__THE TASK__
Search the entries for the string "TimestampSpec" and give the number of lines that hold it, nothing more.

__SOURCE MATERIAL__
▶
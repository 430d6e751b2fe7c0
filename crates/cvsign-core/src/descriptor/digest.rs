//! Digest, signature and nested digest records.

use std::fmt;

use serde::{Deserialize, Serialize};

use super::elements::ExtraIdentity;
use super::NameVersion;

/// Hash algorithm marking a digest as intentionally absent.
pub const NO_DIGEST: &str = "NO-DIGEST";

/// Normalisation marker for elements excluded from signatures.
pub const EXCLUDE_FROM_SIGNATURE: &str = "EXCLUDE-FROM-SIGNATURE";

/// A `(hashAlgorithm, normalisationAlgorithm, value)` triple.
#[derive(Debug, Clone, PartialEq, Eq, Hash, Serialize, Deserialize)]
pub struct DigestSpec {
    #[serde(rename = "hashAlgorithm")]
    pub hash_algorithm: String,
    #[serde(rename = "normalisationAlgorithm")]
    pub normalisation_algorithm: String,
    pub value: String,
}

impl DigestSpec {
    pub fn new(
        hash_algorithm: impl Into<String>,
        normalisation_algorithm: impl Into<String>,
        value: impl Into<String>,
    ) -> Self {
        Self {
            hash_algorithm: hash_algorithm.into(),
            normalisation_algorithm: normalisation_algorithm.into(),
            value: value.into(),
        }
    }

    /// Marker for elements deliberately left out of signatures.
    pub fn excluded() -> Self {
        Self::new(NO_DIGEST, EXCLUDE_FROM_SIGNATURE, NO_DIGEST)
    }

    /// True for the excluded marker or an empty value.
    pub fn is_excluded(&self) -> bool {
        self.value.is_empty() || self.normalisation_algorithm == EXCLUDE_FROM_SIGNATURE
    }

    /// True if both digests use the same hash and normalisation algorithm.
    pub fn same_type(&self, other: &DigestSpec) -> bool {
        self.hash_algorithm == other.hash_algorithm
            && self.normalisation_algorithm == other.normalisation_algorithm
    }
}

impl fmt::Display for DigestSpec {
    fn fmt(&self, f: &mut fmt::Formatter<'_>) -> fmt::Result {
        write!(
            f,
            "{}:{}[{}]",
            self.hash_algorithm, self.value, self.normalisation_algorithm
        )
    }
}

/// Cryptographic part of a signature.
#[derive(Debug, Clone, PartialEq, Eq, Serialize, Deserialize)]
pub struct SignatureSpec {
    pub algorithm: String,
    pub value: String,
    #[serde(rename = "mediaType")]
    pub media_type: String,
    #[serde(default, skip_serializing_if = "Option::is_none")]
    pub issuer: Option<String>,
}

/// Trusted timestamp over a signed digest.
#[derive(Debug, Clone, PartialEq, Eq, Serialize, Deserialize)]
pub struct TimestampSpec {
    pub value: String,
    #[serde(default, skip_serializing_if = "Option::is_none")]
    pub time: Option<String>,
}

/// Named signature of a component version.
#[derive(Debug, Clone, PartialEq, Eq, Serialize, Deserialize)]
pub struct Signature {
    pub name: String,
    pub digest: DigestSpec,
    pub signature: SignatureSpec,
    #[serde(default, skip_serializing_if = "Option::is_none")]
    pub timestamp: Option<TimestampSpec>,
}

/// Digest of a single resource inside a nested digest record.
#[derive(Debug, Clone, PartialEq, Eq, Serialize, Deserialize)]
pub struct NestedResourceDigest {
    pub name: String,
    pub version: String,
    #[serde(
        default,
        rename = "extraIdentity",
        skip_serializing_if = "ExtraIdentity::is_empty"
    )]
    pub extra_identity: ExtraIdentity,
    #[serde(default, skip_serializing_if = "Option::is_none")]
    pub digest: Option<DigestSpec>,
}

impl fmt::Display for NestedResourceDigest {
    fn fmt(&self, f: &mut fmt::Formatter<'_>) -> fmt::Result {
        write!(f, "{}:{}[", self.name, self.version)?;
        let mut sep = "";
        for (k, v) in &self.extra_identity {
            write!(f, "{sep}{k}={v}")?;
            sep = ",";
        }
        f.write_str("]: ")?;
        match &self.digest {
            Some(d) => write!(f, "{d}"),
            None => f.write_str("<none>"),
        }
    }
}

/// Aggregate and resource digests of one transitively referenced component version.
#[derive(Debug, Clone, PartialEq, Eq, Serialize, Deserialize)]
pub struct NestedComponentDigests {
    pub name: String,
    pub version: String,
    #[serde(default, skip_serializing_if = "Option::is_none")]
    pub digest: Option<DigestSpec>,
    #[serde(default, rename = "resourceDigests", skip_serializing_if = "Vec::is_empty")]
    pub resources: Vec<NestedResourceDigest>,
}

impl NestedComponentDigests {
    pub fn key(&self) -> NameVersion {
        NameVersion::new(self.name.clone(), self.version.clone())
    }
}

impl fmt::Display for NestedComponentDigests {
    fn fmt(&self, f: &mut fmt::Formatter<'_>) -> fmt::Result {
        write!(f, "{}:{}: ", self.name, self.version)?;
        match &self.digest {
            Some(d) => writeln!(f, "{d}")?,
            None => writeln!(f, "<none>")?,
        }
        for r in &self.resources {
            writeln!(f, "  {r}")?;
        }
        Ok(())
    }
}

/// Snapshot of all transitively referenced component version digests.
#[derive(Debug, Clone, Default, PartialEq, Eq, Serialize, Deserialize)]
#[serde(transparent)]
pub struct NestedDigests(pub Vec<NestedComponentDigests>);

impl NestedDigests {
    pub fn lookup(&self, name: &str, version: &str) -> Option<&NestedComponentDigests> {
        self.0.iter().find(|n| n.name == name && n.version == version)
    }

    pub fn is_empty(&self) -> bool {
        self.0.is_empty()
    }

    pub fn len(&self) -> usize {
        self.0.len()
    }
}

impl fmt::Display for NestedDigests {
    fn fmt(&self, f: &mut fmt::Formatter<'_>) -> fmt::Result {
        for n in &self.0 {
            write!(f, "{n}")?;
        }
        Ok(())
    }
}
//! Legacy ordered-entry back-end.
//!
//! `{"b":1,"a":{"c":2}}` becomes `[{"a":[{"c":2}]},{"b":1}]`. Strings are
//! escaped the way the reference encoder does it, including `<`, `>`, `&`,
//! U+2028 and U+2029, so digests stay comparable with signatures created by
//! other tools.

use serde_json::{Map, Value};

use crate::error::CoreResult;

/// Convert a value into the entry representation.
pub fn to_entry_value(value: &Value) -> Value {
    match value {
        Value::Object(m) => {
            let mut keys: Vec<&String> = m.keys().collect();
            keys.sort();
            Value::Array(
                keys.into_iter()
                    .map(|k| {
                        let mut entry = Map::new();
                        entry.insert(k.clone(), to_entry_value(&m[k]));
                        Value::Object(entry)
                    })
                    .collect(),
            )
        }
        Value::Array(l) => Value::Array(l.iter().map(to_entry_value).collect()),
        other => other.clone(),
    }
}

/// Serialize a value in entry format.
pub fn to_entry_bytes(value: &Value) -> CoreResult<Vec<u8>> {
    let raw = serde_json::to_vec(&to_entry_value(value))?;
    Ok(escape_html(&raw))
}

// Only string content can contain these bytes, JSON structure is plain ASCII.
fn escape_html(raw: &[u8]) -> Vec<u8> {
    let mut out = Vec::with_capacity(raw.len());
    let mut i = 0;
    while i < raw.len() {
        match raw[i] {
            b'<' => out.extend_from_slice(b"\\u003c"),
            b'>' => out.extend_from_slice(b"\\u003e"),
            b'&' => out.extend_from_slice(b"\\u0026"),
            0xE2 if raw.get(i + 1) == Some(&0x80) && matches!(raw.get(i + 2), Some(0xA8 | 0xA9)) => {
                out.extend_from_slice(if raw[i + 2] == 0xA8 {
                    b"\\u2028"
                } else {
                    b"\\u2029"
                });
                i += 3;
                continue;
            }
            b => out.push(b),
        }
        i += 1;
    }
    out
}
◀
▶
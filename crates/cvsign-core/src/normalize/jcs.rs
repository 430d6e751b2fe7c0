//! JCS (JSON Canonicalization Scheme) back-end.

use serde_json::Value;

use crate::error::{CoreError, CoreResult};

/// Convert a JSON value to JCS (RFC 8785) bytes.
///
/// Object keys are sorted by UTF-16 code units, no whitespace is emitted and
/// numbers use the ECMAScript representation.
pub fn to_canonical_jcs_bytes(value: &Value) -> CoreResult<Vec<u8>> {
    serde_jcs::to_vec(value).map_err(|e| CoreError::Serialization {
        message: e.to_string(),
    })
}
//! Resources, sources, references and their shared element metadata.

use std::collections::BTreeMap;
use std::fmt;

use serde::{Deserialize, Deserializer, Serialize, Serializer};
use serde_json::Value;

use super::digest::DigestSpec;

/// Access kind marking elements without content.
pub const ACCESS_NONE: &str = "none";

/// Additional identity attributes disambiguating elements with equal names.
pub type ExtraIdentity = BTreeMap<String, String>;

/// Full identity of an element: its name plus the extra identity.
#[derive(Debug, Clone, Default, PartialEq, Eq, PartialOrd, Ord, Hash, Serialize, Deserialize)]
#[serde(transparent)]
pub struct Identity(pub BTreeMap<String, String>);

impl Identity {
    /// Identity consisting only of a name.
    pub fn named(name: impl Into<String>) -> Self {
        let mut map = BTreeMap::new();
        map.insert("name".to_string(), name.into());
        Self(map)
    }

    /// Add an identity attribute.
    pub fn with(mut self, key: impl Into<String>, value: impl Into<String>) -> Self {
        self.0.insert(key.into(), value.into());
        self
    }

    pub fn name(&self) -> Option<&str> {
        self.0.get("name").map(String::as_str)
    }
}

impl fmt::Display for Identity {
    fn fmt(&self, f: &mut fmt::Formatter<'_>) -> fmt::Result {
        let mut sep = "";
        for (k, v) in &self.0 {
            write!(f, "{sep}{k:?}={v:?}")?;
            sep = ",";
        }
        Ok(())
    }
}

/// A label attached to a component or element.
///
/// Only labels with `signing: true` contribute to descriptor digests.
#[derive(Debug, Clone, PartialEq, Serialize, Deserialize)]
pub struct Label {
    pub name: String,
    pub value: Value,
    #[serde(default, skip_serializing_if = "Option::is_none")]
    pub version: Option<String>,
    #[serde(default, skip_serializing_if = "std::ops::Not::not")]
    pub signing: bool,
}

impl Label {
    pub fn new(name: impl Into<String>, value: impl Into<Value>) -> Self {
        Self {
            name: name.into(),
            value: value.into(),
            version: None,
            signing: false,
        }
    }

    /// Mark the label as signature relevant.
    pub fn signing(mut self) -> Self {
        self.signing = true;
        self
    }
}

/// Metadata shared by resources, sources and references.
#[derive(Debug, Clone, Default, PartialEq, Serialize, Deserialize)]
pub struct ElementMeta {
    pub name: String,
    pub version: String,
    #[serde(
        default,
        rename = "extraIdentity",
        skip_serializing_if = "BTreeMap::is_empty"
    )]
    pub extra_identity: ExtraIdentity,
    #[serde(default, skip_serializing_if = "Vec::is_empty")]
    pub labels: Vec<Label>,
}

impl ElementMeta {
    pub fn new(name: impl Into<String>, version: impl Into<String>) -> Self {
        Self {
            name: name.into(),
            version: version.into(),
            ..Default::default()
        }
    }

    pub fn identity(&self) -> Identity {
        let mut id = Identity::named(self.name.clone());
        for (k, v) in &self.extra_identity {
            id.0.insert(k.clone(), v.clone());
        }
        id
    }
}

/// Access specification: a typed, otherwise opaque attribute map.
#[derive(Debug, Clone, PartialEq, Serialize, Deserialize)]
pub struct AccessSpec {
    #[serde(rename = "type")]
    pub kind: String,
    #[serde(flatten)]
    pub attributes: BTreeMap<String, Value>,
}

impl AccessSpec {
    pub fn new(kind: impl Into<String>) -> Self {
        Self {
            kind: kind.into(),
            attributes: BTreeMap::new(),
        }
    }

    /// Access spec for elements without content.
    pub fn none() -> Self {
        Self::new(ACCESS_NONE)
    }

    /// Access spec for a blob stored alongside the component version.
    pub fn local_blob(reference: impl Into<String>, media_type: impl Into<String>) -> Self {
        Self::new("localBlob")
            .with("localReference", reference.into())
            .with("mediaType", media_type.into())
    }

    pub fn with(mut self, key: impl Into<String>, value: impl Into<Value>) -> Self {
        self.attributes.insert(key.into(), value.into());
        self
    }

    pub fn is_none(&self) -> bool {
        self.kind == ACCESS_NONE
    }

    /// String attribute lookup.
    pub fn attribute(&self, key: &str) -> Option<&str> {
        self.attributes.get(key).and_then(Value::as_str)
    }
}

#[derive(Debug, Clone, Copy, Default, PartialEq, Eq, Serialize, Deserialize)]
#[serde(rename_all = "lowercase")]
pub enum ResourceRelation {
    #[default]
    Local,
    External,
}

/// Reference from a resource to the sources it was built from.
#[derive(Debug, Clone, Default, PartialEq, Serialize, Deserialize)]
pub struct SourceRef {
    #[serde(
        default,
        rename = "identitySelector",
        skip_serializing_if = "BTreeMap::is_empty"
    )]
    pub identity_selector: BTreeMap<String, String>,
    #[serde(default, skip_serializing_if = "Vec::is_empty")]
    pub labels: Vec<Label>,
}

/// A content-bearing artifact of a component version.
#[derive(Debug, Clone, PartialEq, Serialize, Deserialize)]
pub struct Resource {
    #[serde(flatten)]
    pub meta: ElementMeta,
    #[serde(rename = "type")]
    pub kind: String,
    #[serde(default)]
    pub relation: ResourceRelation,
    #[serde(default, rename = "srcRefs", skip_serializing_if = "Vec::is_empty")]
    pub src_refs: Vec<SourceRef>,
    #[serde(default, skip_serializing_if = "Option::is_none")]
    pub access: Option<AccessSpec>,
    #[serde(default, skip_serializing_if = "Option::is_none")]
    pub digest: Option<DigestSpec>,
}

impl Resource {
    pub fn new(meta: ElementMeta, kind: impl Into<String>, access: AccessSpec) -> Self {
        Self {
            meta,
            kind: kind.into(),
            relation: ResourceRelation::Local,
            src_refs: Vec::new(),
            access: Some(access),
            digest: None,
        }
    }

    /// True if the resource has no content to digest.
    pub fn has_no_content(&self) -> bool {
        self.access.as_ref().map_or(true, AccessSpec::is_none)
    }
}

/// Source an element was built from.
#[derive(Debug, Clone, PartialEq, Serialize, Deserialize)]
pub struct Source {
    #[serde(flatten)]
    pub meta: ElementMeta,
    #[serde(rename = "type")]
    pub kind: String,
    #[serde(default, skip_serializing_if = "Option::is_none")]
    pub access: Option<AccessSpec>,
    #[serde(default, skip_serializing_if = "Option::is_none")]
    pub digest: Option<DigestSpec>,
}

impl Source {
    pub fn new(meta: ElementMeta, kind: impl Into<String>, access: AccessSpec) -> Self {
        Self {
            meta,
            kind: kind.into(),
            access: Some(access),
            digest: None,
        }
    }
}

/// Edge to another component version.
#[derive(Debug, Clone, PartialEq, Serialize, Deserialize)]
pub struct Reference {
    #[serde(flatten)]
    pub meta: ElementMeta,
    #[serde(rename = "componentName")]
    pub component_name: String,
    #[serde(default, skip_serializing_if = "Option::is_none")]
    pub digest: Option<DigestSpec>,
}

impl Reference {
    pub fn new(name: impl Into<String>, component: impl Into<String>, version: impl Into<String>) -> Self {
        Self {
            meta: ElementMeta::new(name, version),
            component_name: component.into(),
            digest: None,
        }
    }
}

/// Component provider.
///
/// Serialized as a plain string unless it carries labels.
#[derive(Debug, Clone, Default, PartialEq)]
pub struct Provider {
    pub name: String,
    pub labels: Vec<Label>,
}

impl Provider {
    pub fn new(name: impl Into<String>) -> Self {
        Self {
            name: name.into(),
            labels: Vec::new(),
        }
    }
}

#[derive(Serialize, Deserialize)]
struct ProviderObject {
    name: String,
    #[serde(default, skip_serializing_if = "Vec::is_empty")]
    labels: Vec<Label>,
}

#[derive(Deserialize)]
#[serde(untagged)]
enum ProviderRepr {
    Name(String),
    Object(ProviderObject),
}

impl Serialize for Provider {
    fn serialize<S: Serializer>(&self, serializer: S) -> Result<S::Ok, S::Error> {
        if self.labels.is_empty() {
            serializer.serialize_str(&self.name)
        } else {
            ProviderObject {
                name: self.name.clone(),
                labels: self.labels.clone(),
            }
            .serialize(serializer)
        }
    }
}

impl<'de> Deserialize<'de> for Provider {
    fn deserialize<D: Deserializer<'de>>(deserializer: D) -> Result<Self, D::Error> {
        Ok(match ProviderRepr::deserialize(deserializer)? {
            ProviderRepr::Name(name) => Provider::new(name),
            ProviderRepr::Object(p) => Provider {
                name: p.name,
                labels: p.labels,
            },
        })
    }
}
◀
__RESPONSE__
2